Records excerpted from a collection

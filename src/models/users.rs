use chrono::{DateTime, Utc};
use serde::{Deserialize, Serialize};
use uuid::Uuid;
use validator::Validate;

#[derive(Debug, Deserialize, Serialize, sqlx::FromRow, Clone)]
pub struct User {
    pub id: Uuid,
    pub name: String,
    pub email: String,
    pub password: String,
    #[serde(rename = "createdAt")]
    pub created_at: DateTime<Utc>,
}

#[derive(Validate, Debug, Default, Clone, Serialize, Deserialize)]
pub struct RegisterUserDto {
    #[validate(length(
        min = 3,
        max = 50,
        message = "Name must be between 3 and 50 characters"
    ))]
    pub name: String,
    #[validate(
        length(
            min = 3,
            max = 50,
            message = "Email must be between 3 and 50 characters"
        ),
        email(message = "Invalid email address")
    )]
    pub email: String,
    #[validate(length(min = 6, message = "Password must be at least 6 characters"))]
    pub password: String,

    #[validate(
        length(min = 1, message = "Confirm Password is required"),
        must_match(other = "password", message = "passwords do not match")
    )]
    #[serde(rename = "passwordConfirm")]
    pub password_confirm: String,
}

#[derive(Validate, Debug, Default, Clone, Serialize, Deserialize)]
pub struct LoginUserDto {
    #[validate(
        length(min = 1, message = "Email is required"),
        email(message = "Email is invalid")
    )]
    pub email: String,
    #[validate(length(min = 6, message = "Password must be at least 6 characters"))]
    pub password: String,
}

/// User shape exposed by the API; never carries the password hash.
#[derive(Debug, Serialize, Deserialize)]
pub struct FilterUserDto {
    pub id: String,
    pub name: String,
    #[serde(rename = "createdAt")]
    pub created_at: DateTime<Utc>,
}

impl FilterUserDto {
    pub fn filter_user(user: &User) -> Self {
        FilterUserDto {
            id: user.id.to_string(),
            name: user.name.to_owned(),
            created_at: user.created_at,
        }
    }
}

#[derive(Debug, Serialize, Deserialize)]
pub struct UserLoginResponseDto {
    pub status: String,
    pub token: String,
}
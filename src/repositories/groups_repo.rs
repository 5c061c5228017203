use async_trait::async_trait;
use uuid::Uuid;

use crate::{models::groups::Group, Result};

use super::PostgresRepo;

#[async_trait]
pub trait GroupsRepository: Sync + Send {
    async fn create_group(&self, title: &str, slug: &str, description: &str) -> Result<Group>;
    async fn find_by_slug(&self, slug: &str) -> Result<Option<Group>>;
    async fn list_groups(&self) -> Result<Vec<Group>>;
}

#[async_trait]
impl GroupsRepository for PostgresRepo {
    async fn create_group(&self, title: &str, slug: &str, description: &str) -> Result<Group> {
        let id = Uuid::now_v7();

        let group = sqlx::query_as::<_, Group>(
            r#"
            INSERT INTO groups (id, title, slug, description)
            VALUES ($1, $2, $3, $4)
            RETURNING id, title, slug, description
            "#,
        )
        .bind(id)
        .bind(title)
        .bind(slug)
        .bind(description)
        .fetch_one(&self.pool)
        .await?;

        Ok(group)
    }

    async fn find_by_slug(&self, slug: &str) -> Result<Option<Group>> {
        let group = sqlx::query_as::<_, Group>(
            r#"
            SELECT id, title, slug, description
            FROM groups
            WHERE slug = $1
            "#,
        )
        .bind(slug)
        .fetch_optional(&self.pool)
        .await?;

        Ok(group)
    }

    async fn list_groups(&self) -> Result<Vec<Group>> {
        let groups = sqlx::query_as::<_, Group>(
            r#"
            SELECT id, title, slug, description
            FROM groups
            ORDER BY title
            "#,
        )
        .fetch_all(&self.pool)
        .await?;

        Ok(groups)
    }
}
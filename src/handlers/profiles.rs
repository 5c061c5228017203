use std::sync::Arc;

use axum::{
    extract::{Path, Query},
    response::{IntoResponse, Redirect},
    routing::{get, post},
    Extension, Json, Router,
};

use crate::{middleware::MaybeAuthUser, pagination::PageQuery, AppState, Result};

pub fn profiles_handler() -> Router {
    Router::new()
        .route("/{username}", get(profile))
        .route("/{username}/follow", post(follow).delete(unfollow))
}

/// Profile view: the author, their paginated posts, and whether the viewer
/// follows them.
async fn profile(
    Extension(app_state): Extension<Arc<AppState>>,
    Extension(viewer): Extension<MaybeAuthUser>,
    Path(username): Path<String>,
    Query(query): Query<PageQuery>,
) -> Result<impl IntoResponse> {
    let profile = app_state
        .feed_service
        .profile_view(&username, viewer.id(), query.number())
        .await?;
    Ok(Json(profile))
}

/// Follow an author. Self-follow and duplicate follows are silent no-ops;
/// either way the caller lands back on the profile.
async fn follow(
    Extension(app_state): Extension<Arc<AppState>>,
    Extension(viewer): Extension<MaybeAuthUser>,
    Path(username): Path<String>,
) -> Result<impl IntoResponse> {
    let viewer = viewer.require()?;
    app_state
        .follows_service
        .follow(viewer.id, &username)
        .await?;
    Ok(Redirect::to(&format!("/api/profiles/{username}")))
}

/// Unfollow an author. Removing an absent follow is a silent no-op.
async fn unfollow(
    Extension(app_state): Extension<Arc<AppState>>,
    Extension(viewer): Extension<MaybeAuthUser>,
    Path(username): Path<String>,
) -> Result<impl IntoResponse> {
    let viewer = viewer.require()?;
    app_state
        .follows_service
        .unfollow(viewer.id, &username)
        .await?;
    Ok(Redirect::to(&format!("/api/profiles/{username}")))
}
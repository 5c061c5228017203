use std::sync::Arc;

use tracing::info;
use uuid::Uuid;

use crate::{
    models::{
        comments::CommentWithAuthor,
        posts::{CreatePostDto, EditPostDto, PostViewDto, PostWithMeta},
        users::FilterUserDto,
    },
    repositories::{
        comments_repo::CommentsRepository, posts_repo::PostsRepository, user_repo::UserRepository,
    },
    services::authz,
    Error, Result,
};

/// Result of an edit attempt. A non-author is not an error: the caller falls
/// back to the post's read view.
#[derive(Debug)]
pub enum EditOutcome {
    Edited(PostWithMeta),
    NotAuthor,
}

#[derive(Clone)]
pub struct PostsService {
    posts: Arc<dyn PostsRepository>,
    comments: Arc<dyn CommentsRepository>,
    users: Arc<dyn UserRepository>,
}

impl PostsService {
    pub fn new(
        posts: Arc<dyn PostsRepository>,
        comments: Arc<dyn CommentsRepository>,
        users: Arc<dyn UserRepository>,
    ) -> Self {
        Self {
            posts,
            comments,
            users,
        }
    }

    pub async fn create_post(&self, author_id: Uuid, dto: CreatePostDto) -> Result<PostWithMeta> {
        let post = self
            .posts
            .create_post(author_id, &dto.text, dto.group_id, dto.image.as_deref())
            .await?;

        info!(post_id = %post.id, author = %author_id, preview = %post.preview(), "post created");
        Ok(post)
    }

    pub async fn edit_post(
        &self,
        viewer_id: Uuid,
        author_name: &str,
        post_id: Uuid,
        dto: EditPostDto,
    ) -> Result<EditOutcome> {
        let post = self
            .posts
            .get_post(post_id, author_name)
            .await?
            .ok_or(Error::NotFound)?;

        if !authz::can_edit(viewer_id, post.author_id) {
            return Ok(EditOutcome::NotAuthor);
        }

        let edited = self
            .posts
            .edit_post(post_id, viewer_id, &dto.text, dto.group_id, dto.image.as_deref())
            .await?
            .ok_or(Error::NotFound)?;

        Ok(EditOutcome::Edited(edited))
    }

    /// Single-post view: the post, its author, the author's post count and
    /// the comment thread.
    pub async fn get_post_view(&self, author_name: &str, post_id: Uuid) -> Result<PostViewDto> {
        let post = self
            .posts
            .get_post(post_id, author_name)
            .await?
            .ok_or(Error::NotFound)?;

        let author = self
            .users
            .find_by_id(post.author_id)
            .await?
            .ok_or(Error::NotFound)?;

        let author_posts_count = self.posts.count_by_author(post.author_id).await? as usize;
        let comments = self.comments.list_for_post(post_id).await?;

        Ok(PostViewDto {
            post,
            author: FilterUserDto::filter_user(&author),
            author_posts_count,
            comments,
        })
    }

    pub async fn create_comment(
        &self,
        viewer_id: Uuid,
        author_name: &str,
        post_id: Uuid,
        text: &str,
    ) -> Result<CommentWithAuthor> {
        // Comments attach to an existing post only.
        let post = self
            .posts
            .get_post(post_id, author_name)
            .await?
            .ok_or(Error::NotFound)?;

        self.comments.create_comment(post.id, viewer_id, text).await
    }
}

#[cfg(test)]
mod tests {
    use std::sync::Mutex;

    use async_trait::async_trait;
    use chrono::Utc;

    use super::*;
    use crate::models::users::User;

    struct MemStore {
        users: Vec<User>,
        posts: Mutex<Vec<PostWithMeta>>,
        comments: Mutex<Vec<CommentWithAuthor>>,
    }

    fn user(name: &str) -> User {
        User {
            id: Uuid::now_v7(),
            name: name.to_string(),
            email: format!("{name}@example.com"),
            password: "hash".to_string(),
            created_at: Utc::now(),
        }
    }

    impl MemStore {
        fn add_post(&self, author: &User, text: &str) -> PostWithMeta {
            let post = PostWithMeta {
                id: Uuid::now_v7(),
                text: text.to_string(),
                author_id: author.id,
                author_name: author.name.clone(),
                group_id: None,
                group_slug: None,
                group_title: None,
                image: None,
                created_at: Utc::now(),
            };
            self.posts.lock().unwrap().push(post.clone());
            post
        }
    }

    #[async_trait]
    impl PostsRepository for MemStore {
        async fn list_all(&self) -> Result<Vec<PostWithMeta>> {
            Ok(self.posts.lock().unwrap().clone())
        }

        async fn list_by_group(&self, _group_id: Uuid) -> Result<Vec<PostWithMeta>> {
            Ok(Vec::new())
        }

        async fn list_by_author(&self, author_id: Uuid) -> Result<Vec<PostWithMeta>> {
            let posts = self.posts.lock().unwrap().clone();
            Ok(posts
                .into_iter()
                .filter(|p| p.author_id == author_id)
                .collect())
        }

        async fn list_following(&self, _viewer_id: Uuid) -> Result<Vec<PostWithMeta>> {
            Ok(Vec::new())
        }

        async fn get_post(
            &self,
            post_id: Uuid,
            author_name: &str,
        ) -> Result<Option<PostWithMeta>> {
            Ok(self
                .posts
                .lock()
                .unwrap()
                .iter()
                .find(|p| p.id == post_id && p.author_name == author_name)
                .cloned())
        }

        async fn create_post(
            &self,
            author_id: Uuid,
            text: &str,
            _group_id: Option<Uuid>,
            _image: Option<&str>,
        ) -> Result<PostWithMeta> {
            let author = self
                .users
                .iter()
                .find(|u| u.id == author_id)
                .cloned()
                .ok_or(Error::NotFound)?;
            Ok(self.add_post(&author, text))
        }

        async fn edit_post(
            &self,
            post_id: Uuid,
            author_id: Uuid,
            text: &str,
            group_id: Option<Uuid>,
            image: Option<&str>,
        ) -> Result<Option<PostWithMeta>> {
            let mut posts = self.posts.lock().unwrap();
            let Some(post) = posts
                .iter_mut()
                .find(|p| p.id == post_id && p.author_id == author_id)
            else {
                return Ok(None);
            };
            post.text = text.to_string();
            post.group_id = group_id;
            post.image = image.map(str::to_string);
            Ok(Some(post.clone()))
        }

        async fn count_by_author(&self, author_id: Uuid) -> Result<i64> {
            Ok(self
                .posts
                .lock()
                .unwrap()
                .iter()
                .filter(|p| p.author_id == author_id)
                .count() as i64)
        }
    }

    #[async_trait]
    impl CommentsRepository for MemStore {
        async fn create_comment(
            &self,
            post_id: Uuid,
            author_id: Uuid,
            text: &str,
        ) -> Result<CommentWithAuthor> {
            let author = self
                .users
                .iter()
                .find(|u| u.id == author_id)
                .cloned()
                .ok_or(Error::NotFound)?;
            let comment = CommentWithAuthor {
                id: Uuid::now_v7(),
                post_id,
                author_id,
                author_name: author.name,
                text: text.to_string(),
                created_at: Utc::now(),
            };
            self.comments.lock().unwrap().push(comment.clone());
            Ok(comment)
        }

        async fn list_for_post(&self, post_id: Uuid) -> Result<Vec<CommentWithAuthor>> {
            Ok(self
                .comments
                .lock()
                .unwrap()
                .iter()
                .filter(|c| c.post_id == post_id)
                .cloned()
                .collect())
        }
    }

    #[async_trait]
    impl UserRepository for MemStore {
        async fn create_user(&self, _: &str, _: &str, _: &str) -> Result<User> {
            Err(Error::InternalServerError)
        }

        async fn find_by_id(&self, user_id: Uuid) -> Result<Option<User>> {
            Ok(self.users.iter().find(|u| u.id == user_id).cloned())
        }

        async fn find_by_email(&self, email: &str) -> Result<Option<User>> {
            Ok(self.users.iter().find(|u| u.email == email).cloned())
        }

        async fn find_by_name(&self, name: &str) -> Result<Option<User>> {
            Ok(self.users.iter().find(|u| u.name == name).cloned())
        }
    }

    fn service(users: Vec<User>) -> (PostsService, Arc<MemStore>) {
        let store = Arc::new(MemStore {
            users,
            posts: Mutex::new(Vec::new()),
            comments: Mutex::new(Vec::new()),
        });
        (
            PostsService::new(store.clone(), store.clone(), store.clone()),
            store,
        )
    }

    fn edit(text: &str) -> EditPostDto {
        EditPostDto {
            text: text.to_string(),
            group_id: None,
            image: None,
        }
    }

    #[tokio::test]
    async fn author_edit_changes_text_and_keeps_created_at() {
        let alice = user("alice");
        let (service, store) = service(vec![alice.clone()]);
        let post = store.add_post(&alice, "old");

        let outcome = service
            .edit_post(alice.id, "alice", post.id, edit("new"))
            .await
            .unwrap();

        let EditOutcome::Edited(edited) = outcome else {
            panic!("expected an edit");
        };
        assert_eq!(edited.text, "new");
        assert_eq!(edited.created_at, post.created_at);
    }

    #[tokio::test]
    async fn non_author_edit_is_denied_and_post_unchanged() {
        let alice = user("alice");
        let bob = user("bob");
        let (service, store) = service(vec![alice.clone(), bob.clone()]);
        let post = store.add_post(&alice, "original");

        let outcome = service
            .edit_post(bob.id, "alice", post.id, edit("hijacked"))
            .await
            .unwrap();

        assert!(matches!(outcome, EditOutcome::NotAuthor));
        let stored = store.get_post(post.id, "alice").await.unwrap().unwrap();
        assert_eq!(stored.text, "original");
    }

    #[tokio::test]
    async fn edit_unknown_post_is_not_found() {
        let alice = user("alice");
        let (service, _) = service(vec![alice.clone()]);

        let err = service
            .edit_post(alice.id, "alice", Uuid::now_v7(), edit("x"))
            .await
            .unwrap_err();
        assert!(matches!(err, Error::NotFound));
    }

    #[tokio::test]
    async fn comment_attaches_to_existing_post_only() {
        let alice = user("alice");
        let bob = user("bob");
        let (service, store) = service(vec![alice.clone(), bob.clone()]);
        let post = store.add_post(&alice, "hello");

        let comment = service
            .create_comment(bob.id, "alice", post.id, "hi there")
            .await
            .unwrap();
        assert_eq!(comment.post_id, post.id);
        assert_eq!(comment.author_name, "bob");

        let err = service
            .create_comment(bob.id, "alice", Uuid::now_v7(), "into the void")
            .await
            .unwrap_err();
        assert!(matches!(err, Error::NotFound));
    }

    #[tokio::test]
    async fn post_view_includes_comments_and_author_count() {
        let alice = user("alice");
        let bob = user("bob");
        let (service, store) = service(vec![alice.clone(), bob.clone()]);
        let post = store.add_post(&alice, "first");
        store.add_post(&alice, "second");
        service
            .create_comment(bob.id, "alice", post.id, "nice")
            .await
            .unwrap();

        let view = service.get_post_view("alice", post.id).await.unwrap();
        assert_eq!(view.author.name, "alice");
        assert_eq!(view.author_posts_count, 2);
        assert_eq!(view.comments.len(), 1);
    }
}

● **To do**
Match on "username": copy every line in the records that has it.

● **Solution to the exercise**
        .route("/{username}", get(profile))
        .route("/{username}/follow", post(follow).delete(unfollow))
    Path(username): Path<String>,
        .profile_view(&username, viewer.id(), query.number())
    Path(username): Path<String>,
        .follow(viewer.id, &username)
    Ok(Redirect::to(&format!("/api/profiles/{username}")))
    Path(username): Path<String>,
        .unfollow(viewer.id, &username)
    Ok(Redirect::to(&format!("/api/profiles/{username}")))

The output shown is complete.